EXERCISE PROMPT: Scan the entries below for the string "return" and copy every line where it turns up.

INFORMATION GIVEN:
- - - -

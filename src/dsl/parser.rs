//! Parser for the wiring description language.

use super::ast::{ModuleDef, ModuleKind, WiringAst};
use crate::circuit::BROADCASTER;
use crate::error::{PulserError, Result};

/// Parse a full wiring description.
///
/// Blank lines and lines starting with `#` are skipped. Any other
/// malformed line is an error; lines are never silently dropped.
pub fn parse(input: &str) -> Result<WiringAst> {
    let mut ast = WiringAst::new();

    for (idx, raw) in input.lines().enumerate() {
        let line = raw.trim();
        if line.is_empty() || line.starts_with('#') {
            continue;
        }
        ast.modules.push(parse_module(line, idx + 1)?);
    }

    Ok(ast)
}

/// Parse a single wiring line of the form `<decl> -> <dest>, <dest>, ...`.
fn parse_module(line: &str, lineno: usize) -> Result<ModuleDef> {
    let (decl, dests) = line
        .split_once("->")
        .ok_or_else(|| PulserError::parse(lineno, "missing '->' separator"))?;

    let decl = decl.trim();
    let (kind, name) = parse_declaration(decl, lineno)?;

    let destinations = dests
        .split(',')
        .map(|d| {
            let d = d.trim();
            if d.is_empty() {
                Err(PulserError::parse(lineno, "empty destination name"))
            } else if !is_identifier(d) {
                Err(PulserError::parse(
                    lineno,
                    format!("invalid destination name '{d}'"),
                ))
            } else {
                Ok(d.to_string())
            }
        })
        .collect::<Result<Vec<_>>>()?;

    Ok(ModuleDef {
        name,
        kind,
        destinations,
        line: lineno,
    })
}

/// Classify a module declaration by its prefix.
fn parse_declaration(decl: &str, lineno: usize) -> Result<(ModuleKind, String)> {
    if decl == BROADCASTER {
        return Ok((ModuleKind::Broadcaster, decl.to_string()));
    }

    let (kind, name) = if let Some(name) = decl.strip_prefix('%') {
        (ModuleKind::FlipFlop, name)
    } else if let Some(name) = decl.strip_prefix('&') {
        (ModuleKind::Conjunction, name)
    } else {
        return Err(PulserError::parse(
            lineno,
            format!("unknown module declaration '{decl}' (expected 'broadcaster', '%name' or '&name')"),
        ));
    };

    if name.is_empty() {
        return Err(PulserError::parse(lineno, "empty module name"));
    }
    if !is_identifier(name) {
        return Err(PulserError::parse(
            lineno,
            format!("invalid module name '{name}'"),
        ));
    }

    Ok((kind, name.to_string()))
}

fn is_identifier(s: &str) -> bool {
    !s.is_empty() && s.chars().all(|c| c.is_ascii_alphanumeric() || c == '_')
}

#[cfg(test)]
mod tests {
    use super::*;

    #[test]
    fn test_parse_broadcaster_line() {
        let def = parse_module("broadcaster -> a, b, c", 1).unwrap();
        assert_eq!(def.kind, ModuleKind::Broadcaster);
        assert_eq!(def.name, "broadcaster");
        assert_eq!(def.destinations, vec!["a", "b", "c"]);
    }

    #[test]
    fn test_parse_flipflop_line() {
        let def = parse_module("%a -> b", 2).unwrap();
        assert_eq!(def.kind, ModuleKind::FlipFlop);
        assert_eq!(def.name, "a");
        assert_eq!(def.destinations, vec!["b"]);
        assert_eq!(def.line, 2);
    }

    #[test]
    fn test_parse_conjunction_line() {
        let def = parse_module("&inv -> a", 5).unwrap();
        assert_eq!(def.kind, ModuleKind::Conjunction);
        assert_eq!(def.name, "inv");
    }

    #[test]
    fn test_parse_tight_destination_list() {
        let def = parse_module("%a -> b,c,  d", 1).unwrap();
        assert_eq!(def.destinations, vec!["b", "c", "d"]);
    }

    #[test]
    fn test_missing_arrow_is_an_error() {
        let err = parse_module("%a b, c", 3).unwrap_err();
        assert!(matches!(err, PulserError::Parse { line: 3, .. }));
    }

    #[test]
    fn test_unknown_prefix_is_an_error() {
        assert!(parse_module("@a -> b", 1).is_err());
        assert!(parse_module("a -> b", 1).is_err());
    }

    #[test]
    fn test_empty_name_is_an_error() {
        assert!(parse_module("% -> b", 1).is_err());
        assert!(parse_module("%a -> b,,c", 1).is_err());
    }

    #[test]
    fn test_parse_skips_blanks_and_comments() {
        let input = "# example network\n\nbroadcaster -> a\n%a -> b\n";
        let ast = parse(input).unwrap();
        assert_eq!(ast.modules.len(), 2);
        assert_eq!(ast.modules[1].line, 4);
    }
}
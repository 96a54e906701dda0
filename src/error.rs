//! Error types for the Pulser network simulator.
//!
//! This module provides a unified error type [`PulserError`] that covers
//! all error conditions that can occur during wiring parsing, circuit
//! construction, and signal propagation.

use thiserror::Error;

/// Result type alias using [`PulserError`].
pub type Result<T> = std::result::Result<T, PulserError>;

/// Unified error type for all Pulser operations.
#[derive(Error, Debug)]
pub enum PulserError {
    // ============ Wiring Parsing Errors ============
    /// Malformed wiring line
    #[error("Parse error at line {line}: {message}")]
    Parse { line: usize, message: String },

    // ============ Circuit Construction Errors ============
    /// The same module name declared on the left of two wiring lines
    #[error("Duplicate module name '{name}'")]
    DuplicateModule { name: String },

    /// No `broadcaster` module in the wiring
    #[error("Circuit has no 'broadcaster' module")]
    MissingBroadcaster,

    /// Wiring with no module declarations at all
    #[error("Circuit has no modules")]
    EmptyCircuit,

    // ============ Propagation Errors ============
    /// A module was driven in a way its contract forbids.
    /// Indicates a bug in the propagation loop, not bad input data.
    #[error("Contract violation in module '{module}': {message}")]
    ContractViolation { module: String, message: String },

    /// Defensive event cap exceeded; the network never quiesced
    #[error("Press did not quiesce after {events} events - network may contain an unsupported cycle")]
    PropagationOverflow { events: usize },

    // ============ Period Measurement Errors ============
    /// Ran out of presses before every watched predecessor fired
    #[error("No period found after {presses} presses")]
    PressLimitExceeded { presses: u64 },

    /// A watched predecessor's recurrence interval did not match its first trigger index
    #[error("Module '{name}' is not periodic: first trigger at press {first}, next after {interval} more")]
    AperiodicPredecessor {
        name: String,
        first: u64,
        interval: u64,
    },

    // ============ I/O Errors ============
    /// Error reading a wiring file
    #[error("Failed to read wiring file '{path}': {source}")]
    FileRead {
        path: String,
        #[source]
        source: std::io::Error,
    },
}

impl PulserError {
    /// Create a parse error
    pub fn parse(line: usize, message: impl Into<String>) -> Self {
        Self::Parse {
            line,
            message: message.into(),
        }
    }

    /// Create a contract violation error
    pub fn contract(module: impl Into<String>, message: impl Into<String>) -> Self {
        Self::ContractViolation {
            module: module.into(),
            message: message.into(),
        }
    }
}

- - - -

FINISHED EXERCISE:
        return Ok((ModuleKind::Broadcaster, decl.to_string()));
        return Err(PulserError::parse(
        return Err(PulserError::parse(lineno, "empty module name"));
        return Err(PulserError::parse(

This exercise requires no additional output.